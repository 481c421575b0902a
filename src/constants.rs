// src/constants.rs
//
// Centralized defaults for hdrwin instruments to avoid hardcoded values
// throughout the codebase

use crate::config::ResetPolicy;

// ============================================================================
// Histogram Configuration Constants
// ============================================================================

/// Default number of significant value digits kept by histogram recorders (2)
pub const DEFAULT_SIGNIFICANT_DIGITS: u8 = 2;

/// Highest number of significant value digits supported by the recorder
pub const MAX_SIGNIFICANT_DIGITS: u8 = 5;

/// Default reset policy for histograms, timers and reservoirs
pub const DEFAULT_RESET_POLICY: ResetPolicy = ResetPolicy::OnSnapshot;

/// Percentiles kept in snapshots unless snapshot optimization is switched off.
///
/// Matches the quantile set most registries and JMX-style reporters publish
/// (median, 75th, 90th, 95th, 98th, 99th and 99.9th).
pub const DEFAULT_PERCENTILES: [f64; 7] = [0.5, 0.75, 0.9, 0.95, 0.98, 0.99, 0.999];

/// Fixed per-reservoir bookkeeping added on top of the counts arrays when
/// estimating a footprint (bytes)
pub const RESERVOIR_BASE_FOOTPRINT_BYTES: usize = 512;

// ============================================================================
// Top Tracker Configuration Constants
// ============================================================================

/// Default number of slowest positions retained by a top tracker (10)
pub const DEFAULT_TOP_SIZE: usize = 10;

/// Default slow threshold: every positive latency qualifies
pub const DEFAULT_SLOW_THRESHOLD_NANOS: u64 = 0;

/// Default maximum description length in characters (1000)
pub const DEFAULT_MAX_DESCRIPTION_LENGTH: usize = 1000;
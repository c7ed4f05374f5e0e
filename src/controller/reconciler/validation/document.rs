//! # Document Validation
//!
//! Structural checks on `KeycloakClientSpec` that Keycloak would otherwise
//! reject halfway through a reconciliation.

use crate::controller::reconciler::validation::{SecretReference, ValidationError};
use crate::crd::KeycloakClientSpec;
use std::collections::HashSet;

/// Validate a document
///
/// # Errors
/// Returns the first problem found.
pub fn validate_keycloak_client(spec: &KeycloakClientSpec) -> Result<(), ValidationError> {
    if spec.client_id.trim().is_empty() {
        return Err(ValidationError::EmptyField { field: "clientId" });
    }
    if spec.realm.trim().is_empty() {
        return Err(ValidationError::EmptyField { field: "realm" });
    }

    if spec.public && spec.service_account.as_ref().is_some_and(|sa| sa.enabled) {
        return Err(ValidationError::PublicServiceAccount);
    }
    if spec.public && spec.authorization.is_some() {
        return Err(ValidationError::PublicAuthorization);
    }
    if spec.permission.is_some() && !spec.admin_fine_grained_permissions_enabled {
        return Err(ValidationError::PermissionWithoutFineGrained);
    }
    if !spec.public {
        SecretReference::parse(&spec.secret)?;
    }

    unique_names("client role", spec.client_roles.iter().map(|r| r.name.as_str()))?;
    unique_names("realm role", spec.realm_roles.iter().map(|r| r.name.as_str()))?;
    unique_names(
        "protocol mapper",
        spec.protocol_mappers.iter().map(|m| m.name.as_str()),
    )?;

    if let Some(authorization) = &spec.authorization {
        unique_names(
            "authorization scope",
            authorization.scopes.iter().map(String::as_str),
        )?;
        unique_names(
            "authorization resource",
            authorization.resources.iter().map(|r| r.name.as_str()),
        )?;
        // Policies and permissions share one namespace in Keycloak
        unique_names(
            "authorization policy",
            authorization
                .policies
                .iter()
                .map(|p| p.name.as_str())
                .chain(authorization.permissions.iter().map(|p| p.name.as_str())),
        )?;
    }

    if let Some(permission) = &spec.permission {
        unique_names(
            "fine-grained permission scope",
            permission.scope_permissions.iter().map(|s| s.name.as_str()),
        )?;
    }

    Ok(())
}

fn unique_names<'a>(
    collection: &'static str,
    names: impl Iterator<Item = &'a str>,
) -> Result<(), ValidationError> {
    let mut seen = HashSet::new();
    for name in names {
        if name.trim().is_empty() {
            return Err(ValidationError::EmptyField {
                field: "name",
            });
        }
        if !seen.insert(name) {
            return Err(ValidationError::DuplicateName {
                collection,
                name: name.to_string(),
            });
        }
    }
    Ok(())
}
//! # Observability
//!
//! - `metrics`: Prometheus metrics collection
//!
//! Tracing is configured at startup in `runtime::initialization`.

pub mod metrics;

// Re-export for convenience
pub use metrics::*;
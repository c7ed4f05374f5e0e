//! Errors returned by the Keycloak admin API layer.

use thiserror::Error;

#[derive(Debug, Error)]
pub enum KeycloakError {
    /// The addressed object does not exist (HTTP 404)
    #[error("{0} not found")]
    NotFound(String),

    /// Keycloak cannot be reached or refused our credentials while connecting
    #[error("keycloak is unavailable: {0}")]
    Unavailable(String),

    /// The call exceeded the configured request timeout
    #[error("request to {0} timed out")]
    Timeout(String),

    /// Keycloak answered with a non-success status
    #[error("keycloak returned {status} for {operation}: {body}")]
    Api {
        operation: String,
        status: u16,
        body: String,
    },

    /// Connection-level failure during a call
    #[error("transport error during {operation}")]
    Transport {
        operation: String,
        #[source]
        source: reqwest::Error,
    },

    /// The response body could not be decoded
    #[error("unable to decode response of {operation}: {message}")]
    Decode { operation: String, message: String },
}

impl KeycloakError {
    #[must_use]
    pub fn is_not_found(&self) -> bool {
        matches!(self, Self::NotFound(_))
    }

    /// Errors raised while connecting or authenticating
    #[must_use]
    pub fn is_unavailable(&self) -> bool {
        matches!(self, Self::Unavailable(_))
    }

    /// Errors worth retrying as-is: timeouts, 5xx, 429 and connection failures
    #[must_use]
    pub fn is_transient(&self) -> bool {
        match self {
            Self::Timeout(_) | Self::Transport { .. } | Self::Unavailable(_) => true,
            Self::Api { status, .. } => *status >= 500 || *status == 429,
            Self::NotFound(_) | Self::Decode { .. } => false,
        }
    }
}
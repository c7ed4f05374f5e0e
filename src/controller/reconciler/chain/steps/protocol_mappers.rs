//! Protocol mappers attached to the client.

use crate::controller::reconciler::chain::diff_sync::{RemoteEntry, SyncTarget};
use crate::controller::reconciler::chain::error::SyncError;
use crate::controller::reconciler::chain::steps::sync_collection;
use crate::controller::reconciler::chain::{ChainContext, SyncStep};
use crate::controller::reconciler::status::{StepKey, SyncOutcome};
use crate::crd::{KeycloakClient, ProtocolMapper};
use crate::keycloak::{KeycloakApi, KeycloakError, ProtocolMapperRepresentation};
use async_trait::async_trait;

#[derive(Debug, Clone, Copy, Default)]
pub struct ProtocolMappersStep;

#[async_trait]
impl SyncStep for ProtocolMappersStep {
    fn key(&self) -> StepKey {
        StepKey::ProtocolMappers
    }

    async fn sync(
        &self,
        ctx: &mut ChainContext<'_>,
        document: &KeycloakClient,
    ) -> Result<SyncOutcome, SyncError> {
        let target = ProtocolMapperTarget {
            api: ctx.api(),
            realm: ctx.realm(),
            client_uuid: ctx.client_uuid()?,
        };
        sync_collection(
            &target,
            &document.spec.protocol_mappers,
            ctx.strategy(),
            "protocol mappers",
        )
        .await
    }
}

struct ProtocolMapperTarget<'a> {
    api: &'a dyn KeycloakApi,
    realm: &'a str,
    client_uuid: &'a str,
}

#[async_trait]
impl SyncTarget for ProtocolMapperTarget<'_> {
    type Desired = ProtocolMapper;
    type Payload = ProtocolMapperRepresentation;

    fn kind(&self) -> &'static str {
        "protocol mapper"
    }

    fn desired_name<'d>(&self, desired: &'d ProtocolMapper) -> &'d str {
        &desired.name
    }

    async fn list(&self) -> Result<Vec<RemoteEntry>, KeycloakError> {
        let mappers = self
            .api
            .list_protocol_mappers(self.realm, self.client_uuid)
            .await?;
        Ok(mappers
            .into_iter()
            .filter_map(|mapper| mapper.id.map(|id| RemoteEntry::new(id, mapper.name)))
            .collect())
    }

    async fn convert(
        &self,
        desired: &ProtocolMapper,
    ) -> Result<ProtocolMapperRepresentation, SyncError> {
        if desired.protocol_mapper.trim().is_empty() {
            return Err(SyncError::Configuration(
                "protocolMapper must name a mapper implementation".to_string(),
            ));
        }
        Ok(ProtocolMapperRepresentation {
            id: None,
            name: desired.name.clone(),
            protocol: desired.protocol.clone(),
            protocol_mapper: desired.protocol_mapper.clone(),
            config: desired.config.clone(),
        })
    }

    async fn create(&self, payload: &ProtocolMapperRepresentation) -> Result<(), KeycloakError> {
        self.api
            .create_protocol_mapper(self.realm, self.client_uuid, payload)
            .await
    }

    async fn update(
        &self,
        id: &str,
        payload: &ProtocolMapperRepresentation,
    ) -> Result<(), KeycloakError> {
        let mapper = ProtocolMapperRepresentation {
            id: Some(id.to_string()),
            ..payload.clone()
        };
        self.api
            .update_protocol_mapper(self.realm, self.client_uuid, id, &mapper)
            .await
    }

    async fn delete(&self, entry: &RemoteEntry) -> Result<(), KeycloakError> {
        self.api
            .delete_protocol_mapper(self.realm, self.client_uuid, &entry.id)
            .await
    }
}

→ WHAT NEEDS TO BE DONE: Copy exactly the lines above, starting at the opening line and finishing at the line in which "pub const DEFAULT_TOP_SIZE: usize = 10;" occurs.

→ ANSWER SPACE:
repository 481c421575b0902a
filename src/constants.rs
// src/constants.rs
//
// Centralized defaults for hdrwin instruments to avoid hardcoded values
// throughout the codebase

use crate::config::ResetPolicy;

// ============================================================================
// Histogram Configuration Constants
// ============================================================================

/// Default number of significant value digits kept by histogram recorders (2)
pub const DEFAULT_SIGNIFICANT_DIGITS: u8 = 2;

/// Highest number of significant value digits supported by the recorder
pub const MAX_SIGNIFICANT_DIGITS: u8 = 5;

/// Default reset policy for histograms, timers and reservoirs
pub const DEFAULT_RESET_POLICY: ResetPolicy = ResetPolicy::OnSnapshot;

/// Percentiles kept in snapshots unless snapshot optimization is switched off.
///
/// Matches the quantile set most registries and JMX-style reporters publish
/// (median, 75th, 90th, 95th, 98th, 99th and 99.9th).
pub const DEFAULT_PERCENTILES: [f64; 7] = [0.5, 0.75, 0.9, 0.95, 0.98, 0.99, 0.999];

/// Fixed per-reservoir bookkeeping added on top of the counts arrays when
/// estimating a footprint (bytes)
pub const RESERVOIR_BASE_FOOTPRINT_BYTES: usize = 512;

// ============================================================================
// Top Tracker Configuration Constants
// ============================================================================

/// Default number of slowest positions retained by a top tracker (10)
pub const DEFAULT_TOP_SIZE: usize = 10;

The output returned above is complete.